The hardest part of Mother’s Day as a co-parent is not the logistics.
I can operationalize anything. I have built companies. Led acquisitions. Navigated complexity at scale. Calendars do not scare me.
It is the unpredictability of the emotional landscape.
Some years it feels expansive. Like we have hacked a new, modern version of family that actually works. Other years it is sharp. You feel the absence of what you originally built, even as you stand proud in what you have rebuilt.
The hardest part is holding both truths at the same time without shrinking either.
I do not believe in pretending it is easy. I believe in being clever enough, bold enough, to create something meaningful anyway.
Motherhood used to feel like a structure I had to protect. Now it feels like a force I get to expand.
I have four boys. A blended, dynamic, sometimes chaotic ecosystem. It has made me more imaginative about what love looks like. There is no single blueprint anymore, and that is where I thrive.

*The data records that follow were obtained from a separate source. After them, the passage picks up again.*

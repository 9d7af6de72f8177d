//! Worker manager: owns the queue and the scheduler, supervises both.

use std::future::Future;
use std::sync::atomic::{AtomicBool, AtomicU64, Ordering};
use std::sync::{Arc, PoisonError};
use std::time::Duration;

use chrono::{DateTime, Utc};
use matchwatch_common::config::WorkerSettings;
use matchwatch_common::metrics::MetricsSnapshot;
use matchwatch_common::{AppError, AppResult, Config, Metrics};
use serde::Serialize;
use tokio::sync::Mutex;
use tokio::task::JoinHandle;
use tokio::time::{Instant, MissedTickBehavior, interval, sleep};
use tokio_util::sync::CancellationToken;
use tracing::{debug, error, info, warn};

use crate::handler::TaskHandler;
use crate::jobs::{CleanupCompletedTasksJob, TaskJob};
use crate::queue::{QueueConfig, QueueStats, TaskQueue};
use crate::scheduler::{ScheduledTask, SchedulerConfig, SchedulerStats, TaskScheduler};
use crate::task::{BackgroundTask, Payload, TaskId, TaskPriority, TaskStatusReport};
use crate::workers::CleanupWorker;

/// Name of the built-in retention schedule.
pub const CLEANUP_SCHEDULE: &str = "cleanup_completed_tasks";

/// Supervision settings.
#[derive(Debug, Clone)]
pub struct WorkerConfig {
    pub health_check_interval: Duration,
    /// Recent failure rate above which the system is unhealthy.
    pub failure_rate_threshold: f64,
    /// Pending count above which the system is unhealthy.
    pub backlog_threshold: usize,
    /// Lateness tolerated before a scheduled task counts as overdue.
    pub overdue_grace: Duration,
    pub completed_retention: Duration,
    pub cleanup_interval: Duration,
    /// Poll step of [`WorkerManager::wait_for_task_completion`].
    pub wait_poll_interval: Duration,
}

impl Default for WorkerConfig {
    fn default() -> Self {
        Self::from(&WorkerSettings::default())
    }
}

impl From<&WorkerSettings> for WorkerConfig {
    fn from(settings: &WorkerSettings) -> Self {
        Self {
            health_check_interval: Duration::from_secs(settings.health_check_interval_secs),
            failure_rate_threshold: settings.failure_rate_threshold,
            backlog_threshold: settings.backlog_threshold,
            overdue_grace: Duration::from_secs(settings.overdue_grace_secs),
            completed_retention: Duration::from_secs(settings.completed_retention_secs),
            cleanup_interval: Duration::from_secs(settings.cleanup_interval_secs),
            wait_poll_interval: Duration::from_millis(settings.wait_poll_interval_ms),
        }
    }
}

/// Result of one health evaluation.
#[derive(Debug, Clone, Serialize)]
#[serde(rename_all = "camelCase")]
pub struct HealthReport {
    pub healthy: bool,
    pub issues: Vec<String>,
    pub checked_at: DateTime<Utc>,
}

/// Manager section of [`SystemStats`].
#[derive(Debug, Clone, Serialize)]
#[serde(rename_all = "camelCase")]
pub struct ManagerStats {
    pub running: bool,
    pub healthy: bool,
    pub issues: Vec<String>,
    pub health_checks: u64,
    pub uptime_secs: f64,
    pub metrics: MetricsSnapshot,
}

/// Aggregated view over every component.
#[derive(Debug, Clone, Serialize)]
pub struct SystemStats {
    pub queue: QueueStats,
    pub scheduler: SchedulerStats,
    pub manager: ManagerStats,
}

/// Evaluates system health. Shared by the manager and its health loop.
#[derive(Clone)]
struct HealthChecker {
    queue: TaskQueue,
    scheduler: TaskScheduler,
    config: WorkerConfig,
    checks: Arc<AtomicU64>,
}

impl HealthChecker {
    async fn check(&self) -> HealthReport {
        self.checks.fetch_add(1, Ordering::Relaxed);
        let mut issues = Vec::new();

        if !self.queue.is_running() {
            issues.push("task queue is not running".to_string());
        }
        if !self.scheduler.is_running() {
            issues.push("task scheduler is not running".to_string());
        }

        let overdue = self.scheduler.overdue_tasks(self.config.overdue_grace).await;
        if !overdue.is_empty() {
            issues.push(format!("scheduled tasks overdue: {}", overdue.join(", ")));
        }

        let failure_rate = self.queue.recent_failure_rate().await;
        if failure_rate > self.config.failure_rate_threshold {
            issues.push(format!(
                "task failure rate {:.1}% exceeds {:.1}%",
                failure_rate * 100.0,
                self.config.failure_rate_threshold * 100.0
            ));
        }

        let pending = self.queue.pending_count().await;
        if pending > self.config.backlog_threshold {
            issues.push(format!(
                "task backlog {pending} exceeds {}",
                self.config.backlog_threshold
            ));
        }

        HealthReport {
            healthy: issues.is_empty(),
            issues,
            checked_at: Utc::now(),
        }
    }
}

/// Composition root for background execution.
pub struct WorkerManager {
    queue: TaskQueue,
    scheduler: TaskScheduler,
    health: HealthChecker,
    metrics: Arc<Metrics>,
    running: AtomicBool,
    started_at: std::sync::Mutex<Option<Instant>>,
    health_token: std::sync::Mutex<CancellationToken>,
    health_handle: Mutex<Option<JoinHandle<()>>>,
}

impl WorkerManager {
    /// Build the queue and scheduler and register the retention job.
    pub async fn new(
        queue_config: QueueConfig,
        scheduler_config: SchedulerConfig,
        config: WorkerConfig,
        metrics: Arc<Metrics>,
    ) -> AppResult<Self> {
        if config.wait_poll_interval.is_zero() || config.health_check_interval.is_zero() {
            return Err(AppError::Config(
                "worker poll and health check intervals must be positive".to_string(),
            ));
        }

        let queue = TaskQueue::new(queue_config, Arc::clone(&metrics))?;
        let scheduler = TaskScheduler::new(scheduler_config, queue.clone());

        queue.register_handler(
            CleanupCompletedTasksJob::TASK_TYPE,
            CleanupWorker::new(queue.downgrade()),
        );
        let payload = CleanupCompletedTasksJob {
            retention_secs: config.completed_retention.as_secs(),
        }
        .into_payload()
        .map_err(|e| AppError::Internal(e.to_string()))?;
        let cleanup = ScheduledTask::new(
            CLEANUP_SCHEDULE,
            CleanupCompletedTasksJob::TASK_TYPE,
            config.cleanup_interval,
        )?
        .with_payload(payload)
        .with_priority(TaskPriority::Low)
        .with_max_retries(0);
        scheduler.add_task(cleanup).await;

        Ok(Self {
            health: HealthChecker {
                queue: queue.clone(),
                scheduler: scheduler.clone(),
                config,
                checks: Arc::new(AtomicU64::new(0)),
            },
            queue,
            scheduler,
            metrics,
            running: AtomicBool::new(false),
            started_at: std::sync::Mutex::new(None),
            health_token: std::sync::Mutex::new(CancellationToken::new()),
            health_handle: Mutex::new(None),
        })
    }

    /// Build from application config, including its scheduled tasks.
    pub async fn from_config(config: &Config, metrics: Arc<Metrics>) -> AppResult<Self> {
        let manager = Self::new(
            QueueConfig::from(&config.queue),
            SchedulerConfig::from(&config.scheduler),
            WorkerConfig::from(&config.worker),
            metrics,
        )
        .await?;

        for settings in &config.scheduler.tasks {
            manager
                .scheduler
                .add_task(ScheduledTask::from_settings(settings)?)
                .await;
        }
        Ok(manager)
    }

    #[must_use]
    pub const fn queue(&self) -> &TaskQueue {
        &self.queue
    }

    #[must_use]
    pub const fn scheduler(&self) -> &TaskScheduler {
        &self.scheduler
    }

    #[must_use]
    pub fn is_running(&self) -> bool {
        self.running.load(Ordering::SeqCst)
    }

    /// Register the handler for `task_type`.
    pub fn register_handler<H>(&self, task_type: impl Into<String>, handler: H)
    where
        H: TaskHandler + 'static,
    {
        self.queue.register_handler(task_type, handler);
    }

    /// Start the queue, the scheduler and the health loop.
    pub async fn start(&self) {
        if self.running.swap(true, Ordering::SeqCst) {
            debug!("Worker manager already running");
            return;
        }

        self.queue.start().await;
        self.scheduler.start().await;

        *self
            .started_at
            .lock()
            .unwrap_or_else(PoisonError::into_inner) = Some(Instant::now());

        let token = CancellationToken::new();
        *self
            .health_token
            .lock()
            .unwrap_or_else(PoisonError::into_inner) = token.clone();
        let handle = tokio::spawn(health_loop(self.health.clone(), token));
        *self.health_handle.lock().await = Some(handle);

        info!("Worker manager started");
    }

    /// Stop the scheduler, drain the queue, then stop the health loop.
    pub async fn stop(&self) {
        if !self.running.swap(false, Ordering::SeqCst) {
            debug!("Worker manager already stopped");
            return;
        }

        info!("Stopping worker manager");
        self.scheduler.stop().await;
        self.queue.stop().await;

        self.health_token
            .lock()
            .unwrap_or_else(PoisonError::into_inner)
            .cancel();
        let handle = self.health_handle.lock().await.take();
        if let Some(handle) = handle {
            if let Err(e) = handle.await {
                error!(error = %e, "Health check loop exited abnormally");
            }
        }

        *self
            .started_at
            .lock()
            .unwrap_or_else(PoisonError::into_inner) = None;
        info!("Worker manager stopped");
    }

    /// Start, wait for `shutdown`, then stop.
    pub async fn run_until<F>(&self, shutdown: F)
    where
        F: Future<Output = ()>,
    {
        self.start().await;
        shutdown.await;
        info!("Shutdown signal received");
        self.stop().await;
    }

    /// Evaluate health now. Never fails.
    pub async fn health_check(&self) -> HealthReport {
        self.health.check().await
    }

    /// Submit a task; `max_retries` falls back to the queue default.
    pub async fn add_task(
        &self,
        task_type: impl Into<String>,
        payload: Payload,
        priority: TaskPriority,
        max_retries: Option<u32>,
    ) -> AppResult<TaskId> {
        let max_retries = max_retries.unwrap_or(self.queue.config().default_max_retries);
        let task = BackgroundTask::new(task_type, payload)
            .with_priority(priority)
            .with_max_retries(max_retries);
        self.queue.add_task(task).await
    }

    /// Submit a task with high priority.
    pub async fn run_immediate_task(
        &self,
        task_type: impl Into<String>,
        payload: Payload,
    ) -> AppResult<TaskId> {
        self.add_task(task_type, payload, TaskPriority::High, None)
            .await
    }

    pub async fn get_task_status(&self, task_id: &TaskId) -> TaskStatusReport {
        self.queue.get_task_status(task_id).await
    }

    /// Poll until the task is COMPLETED or FAILED.
    ///
    /// Returns [`AppError::NotFound`] for unknown ids and [`AppError::Timeout`]
    /// when `timeout` elapses first. A timeout too large to represent as a
    /// deadline waits indefinitely.
    pub async fn wait_for_task_completion(
        &self,
        task_id: &TaskId,
        timeout: Duration,
    ) -> AppResult<TaskStatusReport> {
        let deadline = Instant::now().checked_add(timeout);
        let step = self.health.config.wait_poll_interval;

        loop {
            let report = self.queue.get_task_status(task_id).await;
            if !report.found {
                return Err(AppError::NotFound(format!("task {task_id}")));
            }
            if report.is_terminal() {
                return Ok(report);
            }

            let now = Instant::now();
            let pause = match deadline {
                Some(deadline) if now >= deadline => {
                    return Err(AppError::Timeout(format!(
                        "task {task_id} still {} after {:.1}s",
                        report.status.map_or("unknown", |s| s.as_str()),
                        timeout.as_secs_f64()
                    )));
                }
                Some(deadline) => step.min(deadline - now),
                None => step,
            };
            sleep(pause).await;
        }
    }

    /// Register a recurring task. Returns `false` if the name is taken.
    pub async fn add_scheduled_task(&self, task: ScheduledTask) -> bool {
        self.scheduler.add_task(task).await
    }

    pub async fn enable_scheduled_task(&self, name: &str) -> AppResult<()> {
        self.scheduler.enable_task(name).await
    }

    pub async fn disable_scheduled_task(&self, name: &str) -> AppResult<()> {
        self.scheduler.disable_task(name).await
    }

    pub async fn reschedule_task(&self, name: &str, interval: Duration) -> AppResult<()> {
        self.scheduler.reschedule_task(name, interval).await
    }

    pub async fn run_scheduled_task_now(&self, name: &str) -> AppResult<TaskId> {
        self.scheduler.run_task_now(name).await
    }

    /// Queue, scheduler and manager statistics in one view.
    pub async fn get_system_stats(&self) -> SystemStats {
        let queue = self.queue.get_stats().await;
        let scheduler = self.scheduler.get_stats().await;
        let health = self.health.check().await;
        let uptime_secs = self
            .started_at
            .lock()
            .unwrap_or_else(PoisonError::into_inner)
            .map_or(0.0, |at| at.elapsed().as_secs_f64());

        SystemStats {
            queue,
            scheduler,
            manager: ManagerStats {
                running: self.is_running(),
                healthy: health.healthy,
                issues: health.issues,
                health_checks: self.health.checks.load(Ordering::Relaxed),
                uptime_secs,
                metrics: self.metrics.snapshot(),
            },
        }
    }
}

async fn health_loop(checker: HealthChecker, shutdown: CancellationToken) {
    let mut ticker = interval(checker.config.health_check_interval);
    ticker.set_missed_tick_behavior(MissedTickBehavior::Delay);
    // The first tick completes immediately; components are still starting.
    ticker.tick().await;

    loop {
        tokio::select! {
            () = shutdown.cancelled() => break,
            _ = ticker.tick() => {}
        }

        let report = checker.check().await;
        if report.healthy {
            debug!("Health check passed");
        } else {
            warn!(issues = ?report.issues, "Health check failed");
        }
    }

    debug!("Health check loop stopped");
}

Motherhood for me now is about building humans who can think, feel, adapt, and lead. It is less about control and more about influence. Less about perfection and more about presence.
I am not trying to recreate what was. I am inventing what is next.
This version is deeper. More intentional. Earned.
One moment from this past year made me stop. It was not a milestone. It was a moment.
We were all together. No tension. No transition energy. No split. Just us. Loud overlapping conversations, boys interrupting each other, someone laughing too hard at something that was not even that funny.
I clocked it in real time. This feels safe. Not perfect. Not polished. Grounded. Connected. Real.
That is when it hit me. I did not just rebuild a life that works. I rebuilt one that feels good to live in.
That moment was the return on every hard decision.
A note for Mental Health Awareness Month, because it is May, and May is May.
The “this feels safe” moment did not arrive on its own. It was earned in a season I do not usually write about.
I went into perimenopause before I got pregnant with Baby B. I knew the signs. I had been tracking my own labs because nobody else was going to do it for me.
I had also lost five.
One before B. Four before Baby B.
Five hearts. Five anniversaries. Five mornings on bathroom floors that nobody else marks. Four boys at the table now. Two of my own. Two bonus boys from my husband. Five who never made it.
Then I got pregnant with Baby B at 40. Sold a company six months pregnant. Delivered a 9lb12oz baby boy. Four months in, the floor opened up underneath me.
What followed was the deepest postpartum depression I have ever known. Not the baby blues. Not “adjusting.” The kind where you watch your own life from behind glass and cannot find the door.
The day after this letter ships is Baby B’s first birthday. He is the baby the year that broke me open gave me. The whole rebuild lives inside that twelve months.
Here is the part Mental Health Awareness Month should be telling and is not.
As a certified holistic health coach, I tried everything else first. Lifestyle protocols. Supplements. Hormone optimization. Therapy without meds. None of it alone could get me off the floor. The only way out was an SSRI and a hormone panel.
Not either. Both.
I had a doctor who took me seriously. I had a therapist who knew her lane and pushed me toward the labs. I had the labs that confirmed what my body was already telling me. I had the SSRI that gave me enough oxygen to do the rest of the work. I had people in my corner who held the line when I could not.
If someone had handed me one of those without the others, I would still be on the floor.
This is the part of the rebuild people do not see when they look at the “this feels safe” moment from earlier. The moment was real. It was also earned. It cost me a year of asking for help in every direction at once and being honest about what I actually needed.
If you are reading this and you are in that year right now, hear me.
One · you are not failing. You are in a chapter that needs more interventions than the one before it. That does not make you weaker. It makes you smart enough to use everything available.
Two · the binary the internet sells you is a lie.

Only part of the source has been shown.